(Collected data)

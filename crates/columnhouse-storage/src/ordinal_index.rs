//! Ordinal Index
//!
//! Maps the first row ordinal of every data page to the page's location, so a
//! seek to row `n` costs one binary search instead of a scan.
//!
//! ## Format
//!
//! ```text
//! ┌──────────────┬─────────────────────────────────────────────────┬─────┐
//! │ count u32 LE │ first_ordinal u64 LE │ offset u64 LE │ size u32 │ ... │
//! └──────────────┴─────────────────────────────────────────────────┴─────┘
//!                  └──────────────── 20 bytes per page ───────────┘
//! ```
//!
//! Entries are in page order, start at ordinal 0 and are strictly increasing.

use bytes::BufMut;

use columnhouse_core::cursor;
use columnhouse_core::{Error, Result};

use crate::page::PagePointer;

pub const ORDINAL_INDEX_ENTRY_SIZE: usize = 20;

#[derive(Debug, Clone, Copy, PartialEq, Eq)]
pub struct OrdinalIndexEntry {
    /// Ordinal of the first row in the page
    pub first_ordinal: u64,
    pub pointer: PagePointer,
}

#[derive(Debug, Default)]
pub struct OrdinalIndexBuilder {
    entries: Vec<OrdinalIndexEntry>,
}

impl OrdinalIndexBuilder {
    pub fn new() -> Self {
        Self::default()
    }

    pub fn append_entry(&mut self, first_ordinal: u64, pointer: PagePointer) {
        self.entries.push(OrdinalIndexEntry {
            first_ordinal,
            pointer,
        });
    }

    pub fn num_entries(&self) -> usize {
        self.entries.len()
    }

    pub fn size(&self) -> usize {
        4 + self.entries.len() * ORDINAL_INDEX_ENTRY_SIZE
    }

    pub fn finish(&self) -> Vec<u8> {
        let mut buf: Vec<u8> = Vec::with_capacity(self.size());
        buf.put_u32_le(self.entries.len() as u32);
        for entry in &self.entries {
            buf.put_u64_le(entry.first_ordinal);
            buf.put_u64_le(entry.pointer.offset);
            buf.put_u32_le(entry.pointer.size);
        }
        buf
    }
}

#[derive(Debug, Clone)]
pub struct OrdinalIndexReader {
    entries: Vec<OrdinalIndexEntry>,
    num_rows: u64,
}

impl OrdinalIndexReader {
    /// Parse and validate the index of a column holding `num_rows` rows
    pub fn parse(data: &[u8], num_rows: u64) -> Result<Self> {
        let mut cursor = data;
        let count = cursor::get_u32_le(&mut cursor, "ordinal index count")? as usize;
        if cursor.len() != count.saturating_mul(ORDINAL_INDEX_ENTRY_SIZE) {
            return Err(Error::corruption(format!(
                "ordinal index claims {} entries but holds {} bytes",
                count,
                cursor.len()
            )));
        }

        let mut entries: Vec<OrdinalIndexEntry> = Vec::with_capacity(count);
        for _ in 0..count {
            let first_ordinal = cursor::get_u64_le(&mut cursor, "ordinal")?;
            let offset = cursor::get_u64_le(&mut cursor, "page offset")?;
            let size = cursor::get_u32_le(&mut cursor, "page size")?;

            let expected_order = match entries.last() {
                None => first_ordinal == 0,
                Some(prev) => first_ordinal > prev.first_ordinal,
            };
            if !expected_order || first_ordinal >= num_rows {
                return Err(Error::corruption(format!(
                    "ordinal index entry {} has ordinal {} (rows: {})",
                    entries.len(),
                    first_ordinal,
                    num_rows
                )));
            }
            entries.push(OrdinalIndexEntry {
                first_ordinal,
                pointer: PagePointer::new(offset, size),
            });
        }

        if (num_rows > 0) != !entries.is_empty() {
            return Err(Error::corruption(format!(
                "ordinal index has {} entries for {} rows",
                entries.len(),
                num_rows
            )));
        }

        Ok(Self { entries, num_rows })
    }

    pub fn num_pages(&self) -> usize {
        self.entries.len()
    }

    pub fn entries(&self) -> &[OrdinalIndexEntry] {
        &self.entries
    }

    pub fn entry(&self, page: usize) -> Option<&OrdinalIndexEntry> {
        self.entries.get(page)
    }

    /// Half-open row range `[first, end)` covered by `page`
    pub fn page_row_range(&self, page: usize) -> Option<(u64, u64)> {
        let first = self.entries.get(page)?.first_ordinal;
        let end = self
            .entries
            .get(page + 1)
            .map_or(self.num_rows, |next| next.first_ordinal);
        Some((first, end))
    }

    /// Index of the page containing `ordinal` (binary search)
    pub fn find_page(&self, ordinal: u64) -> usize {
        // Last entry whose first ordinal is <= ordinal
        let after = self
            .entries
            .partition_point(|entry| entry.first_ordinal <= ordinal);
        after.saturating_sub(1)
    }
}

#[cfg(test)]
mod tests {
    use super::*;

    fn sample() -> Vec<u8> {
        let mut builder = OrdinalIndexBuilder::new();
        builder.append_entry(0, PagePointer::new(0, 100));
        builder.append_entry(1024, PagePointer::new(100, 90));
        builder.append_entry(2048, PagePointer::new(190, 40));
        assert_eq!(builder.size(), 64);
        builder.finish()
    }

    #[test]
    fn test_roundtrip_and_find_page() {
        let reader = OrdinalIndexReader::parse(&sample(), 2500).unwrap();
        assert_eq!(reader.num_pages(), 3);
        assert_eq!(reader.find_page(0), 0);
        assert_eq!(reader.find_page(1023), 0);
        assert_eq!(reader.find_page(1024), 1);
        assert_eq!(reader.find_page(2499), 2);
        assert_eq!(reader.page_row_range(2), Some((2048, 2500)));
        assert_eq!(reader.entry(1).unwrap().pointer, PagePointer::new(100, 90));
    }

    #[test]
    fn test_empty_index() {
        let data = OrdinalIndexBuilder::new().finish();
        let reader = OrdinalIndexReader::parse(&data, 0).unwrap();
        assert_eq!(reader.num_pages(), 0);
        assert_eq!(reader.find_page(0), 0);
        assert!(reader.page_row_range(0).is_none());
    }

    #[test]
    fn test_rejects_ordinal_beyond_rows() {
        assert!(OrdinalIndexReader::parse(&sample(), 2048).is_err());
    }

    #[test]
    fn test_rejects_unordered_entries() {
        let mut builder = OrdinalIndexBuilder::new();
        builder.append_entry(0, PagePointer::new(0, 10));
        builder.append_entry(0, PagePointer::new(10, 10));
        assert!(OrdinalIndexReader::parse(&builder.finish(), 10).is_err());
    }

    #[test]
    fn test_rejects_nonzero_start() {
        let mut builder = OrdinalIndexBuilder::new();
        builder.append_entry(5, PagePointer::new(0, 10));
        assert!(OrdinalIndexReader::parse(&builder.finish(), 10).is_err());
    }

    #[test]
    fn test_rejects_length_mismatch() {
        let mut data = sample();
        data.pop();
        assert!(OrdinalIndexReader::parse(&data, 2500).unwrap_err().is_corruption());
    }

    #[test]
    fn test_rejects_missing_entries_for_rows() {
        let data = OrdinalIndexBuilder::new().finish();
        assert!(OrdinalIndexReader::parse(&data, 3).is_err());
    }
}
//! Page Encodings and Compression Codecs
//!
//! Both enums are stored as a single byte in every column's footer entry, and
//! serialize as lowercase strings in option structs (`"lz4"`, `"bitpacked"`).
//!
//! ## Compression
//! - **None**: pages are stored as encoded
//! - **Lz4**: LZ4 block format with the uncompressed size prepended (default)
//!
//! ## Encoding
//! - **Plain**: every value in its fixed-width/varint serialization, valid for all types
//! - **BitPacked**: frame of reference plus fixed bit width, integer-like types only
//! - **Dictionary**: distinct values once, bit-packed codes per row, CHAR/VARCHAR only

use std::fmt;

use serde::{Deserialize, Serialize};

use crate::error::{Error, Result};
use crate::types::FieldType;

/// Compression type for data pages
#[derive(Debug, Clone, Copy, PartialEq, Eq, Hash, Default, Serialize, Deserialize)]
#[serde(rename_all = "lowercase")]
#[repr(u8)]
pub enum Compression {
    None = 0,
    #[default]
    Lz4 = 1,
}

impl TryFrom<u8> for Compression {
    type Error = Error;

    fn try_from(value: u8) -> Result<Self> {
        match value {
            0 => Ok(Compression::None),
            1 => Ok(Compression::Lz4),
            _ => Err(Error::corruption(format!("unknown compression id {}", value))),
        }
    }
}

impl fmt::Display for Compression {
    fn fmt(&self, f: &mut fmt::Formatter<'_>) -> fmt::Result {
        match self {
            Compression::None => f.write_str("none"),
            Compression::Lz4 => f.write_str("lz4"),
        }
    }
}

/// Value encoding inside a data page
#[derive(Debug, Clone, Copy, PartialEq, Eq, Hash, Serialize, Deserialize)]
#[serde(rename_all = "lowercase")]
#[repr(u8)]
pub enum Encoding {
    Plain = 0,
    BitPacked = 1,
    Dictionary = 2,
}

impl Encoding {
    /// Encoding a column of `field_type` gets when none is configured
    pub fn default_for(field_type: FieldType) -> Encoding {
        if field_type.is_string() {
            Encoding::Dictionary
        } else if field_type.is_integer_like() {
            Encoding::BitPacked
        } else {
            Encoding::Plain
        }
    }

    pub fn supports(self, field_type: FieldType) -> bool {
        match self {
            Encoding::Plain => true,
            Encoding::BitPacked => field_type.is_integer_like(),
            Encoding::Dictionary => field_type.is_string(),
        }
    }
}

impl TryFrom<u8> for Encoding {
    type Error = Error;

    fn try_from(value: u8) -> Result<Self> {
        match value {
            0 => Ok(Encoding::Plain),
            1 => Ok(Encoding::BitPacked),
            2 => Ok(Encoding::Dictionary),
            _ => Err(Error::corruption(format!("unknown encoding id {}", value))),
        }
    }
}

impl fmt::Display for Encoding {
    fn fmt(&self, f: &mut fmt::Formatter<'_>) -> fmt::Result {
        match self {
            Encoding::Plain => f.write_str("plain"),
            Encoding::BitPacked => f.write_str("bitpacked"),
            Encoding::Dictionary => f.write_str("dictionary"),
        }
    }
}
--
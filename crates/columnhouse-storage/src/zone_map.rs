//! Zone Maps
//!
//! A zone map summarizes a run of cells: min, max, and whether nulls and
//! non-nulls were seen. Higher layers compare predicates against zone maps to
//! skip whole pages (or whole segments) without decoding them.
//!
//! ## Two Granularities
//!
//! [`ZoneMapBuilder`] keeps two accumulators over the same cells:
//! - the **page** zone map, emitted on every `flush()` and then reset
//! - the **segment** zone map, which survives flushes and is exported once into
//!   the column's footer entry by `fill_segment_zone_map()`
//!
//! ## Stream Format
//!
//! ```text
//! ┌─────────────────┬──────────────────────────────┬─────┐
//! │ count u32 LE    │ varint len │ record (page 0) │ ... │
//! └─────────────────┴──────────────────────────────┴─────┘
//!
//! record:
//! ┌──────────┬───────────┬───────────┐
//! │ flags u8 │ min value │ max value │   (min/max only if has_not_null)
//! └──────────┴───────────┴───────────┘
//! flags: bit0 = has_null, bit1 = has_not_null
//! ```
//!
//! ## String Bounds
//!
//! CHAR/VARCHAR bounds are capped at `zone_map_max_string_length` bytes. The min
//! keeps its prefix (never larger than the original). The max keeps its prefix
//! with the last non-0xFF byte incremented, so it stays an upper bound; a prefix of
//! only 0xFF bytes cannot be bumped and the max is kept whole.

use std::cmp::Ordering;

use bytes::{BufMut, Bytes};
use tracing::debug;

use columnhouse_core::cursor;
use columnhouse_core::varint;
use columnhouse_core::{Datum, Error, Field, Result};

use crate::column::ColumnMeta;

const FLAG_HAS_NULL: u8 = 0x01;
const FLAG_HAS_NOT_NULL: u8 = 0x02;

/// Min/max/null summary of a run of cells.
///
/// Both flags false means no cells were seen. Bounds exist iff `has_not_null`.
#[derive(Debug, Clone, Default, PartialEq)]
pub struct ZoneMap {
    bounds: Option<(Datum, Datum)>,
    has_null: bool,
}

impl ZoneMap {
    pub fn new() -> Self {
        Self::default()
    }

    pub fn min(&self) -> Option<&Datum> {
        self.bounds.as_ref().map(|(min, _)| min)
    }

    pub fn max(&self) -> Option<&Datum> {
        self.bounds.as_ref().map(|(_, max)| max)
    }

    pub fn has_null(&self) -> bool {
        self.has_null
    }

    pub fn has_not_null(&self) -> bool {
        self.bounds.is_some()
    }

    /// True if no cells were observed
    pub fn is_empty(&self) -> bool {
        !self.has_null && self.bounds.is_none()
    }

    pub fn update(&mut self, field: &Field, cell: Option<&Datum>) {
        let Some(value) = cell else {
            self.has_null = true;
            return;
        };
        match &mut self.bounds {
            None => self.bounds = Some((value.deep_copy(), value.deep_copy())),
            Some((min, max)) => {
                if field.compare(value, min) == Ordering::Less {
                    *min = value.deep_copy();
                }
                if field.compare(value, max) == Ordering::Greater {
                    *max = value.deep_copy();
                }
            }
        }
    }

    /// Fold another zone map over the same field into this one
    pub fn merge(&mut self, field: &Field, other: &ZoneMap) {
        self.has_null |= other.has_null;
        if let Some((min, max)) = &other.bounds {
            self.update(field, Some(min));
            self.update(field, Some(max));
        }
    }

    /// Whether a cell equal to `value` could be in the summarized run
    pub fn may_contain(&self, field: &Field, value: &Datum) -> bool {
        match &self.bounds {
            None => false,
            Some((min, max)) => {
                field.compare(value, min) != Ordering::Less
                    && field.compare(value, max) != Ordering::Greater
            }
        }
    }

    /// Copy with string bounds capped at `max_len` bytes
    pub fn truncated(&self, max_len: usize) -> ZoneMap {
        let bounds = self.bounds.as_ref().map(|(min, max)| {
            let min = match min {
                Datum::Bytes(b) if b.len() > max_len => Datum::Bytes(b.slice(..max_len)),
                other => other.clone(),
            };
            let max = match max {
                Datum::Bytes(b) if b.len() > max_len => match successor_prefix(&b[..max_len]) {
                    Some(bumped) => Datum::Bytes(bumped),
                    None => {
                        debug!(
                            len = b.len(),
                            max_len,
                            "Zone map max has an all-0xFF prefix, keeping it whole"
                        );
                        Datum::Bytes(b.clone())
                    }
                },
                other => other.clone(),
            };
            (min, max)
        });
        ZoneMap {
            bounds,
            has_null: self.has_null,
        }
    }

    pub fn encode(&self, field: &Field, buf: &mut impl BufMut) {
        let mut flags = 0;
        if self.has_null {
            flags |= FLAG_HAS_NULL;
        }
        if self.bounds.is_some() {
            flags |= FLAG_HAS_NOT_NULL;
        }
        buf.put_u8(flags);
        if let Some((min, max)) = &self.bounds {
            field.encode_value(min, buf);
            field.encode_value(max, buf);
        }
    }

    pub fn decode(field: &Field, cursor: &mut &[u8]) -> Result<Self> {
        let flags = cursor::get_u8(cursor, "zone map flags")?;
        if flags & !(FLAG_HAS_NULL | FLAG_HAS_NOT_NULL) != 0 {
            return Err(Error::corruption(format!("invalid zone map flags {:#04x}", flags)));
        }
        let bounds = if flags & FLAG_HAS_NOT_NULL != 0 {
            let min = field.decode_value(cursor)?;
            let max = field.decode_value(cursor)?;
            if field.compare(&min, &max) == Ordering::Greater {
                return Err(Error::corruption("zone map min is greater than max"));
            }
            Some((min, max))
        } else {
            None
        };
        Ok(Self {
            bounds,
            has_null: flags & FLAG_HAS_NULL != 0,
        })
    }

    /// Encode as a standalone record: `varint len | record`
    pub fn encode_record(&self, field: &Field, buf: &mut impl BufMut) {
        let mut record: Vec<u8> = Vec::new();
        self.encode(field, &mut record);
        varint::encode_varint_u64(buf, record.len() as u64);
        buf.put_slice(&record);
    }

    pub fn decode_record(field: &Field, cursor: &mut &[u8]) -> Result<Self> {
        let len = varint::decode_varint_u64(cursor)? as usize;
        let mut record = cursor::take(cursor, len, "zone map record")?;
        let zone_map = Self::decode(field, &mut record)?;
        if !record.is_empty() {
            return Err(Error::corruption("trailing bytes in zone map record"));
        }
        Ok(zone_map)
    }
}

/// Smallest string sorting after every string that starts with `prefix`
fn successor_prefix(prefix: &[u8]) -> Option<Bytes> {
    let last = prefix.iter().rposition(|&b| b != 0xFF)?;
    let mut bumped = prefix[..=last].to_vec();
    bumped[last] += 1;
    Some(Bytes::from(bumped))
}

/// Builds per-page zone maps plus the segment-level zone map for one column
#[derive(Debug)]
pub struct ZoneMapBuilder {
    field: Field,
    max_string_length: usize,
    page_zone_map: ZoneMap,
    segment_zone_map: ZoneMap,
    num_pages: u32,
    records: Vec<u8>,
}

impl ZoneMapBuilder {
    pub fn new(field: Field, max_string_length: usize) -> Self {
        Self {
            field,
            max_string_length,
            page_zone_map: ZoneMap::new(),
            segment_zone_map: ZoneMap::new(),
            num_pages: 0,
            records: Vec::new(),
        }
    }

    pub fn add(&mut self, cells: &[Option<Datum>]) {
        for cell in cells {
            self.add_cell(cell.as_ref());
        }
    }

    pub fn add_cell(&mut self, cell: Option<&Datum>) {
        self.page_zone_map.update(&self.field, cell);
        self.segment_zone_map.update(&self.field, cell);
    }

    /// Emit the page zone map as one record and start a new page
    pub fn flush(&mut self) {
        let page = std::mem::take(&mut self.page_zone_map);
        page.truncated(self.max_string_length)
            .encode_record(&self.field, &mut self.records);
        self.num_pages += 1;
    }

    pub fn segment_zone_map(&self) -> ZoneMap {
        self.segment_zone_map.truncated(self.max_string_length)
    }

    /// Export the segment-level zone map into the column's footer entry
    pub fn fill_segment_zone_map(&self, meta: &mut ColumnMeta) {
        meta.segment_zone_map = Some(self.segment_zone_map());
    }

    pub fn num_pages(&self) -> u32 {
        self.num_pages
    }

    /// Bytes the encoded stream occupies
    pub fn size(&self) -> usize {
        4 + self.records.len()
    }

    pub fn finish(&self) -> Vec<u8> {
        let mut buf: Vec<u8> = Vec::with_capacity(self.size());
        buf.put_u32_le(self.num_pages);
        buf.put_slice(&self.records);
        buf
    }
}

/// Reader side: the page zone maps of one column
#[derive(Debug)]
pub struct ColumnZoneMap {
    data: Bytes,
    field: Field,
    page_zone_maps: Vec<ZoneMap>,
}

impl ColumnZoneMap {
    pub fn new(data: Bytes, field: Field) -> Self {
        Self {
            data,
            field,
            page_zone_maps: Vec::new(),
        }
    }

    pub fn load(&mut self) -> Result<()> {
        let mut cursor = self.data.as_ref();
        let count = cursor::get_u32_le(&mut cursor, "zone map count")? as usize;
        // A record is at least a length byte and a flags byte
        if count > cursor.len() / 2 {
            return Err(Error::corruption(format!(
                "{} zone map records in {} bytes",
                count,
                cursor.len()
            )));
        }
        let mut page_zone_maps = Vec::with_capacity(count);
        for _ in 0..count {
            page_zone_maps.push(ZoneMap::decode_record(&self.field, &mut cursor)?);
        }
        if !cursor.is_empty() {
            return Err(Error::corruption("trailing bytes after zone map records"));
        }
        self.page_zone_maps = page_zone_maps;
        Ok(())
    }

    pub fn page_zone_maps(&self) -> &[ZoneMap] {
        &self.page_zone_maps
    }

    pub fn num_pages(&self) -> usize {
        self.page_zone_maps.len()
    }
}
==
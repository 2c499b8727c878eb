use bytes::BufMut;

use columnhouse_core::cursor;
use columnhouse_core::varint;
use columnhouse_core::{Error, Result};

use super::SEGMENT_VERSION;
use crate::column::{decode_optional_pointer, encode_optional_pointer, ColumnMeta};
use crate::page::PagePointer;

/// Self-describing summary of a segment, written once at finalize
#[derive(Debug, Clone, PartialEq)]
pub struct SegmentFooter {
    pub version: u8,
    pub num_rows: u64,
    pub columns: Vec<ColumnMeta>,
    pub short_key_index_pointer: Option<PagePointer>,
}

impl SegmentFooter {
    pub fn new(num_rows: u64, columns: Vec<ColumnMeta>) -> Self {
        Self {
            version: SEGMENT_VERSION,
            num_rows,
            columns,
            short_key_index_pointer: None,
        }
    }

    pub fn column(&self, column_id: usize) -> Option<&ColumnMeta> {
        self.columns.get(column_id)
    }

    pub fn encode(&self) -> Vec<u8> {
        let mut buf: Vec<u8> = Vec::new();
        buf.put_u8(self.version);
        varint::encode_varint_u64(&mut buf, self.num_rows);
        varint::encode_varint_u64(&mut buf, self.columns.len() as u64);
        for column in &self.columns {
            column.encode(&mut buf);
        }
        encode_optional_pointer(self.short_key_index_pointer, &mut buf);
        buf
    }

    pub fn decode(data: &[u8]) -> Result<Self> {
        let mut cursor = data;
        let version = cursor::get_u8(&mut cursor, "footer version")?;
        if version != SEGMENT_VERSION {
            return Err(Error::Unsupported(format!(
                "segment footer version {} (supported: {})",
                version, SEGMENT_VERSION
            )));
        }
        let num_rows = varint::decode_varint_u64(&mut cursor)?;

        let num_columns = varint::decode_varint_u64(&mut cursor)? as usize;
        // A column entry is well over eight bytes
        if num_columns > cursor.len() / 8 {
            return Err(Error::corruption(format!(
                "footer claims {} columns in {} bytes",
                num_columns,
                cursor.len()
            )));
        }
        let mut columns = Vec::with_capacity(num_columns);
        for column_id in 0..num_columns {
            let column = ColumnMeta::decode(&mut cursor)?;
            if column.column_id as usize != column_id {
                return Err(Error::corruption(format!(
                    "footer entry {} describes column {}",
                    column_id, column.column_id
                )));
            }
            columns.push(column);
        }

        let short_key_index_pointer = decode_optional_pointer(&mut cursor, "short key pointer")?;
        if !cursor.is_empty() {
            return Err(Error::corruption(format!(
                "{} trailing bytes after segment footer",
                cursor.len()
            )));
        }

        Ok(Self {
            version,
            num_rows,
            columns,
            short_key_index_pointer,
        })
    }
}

Assigned task:
Find every line of the data that holds the string "take", then say how many there are and nothing else.

Answer for this exercise:
2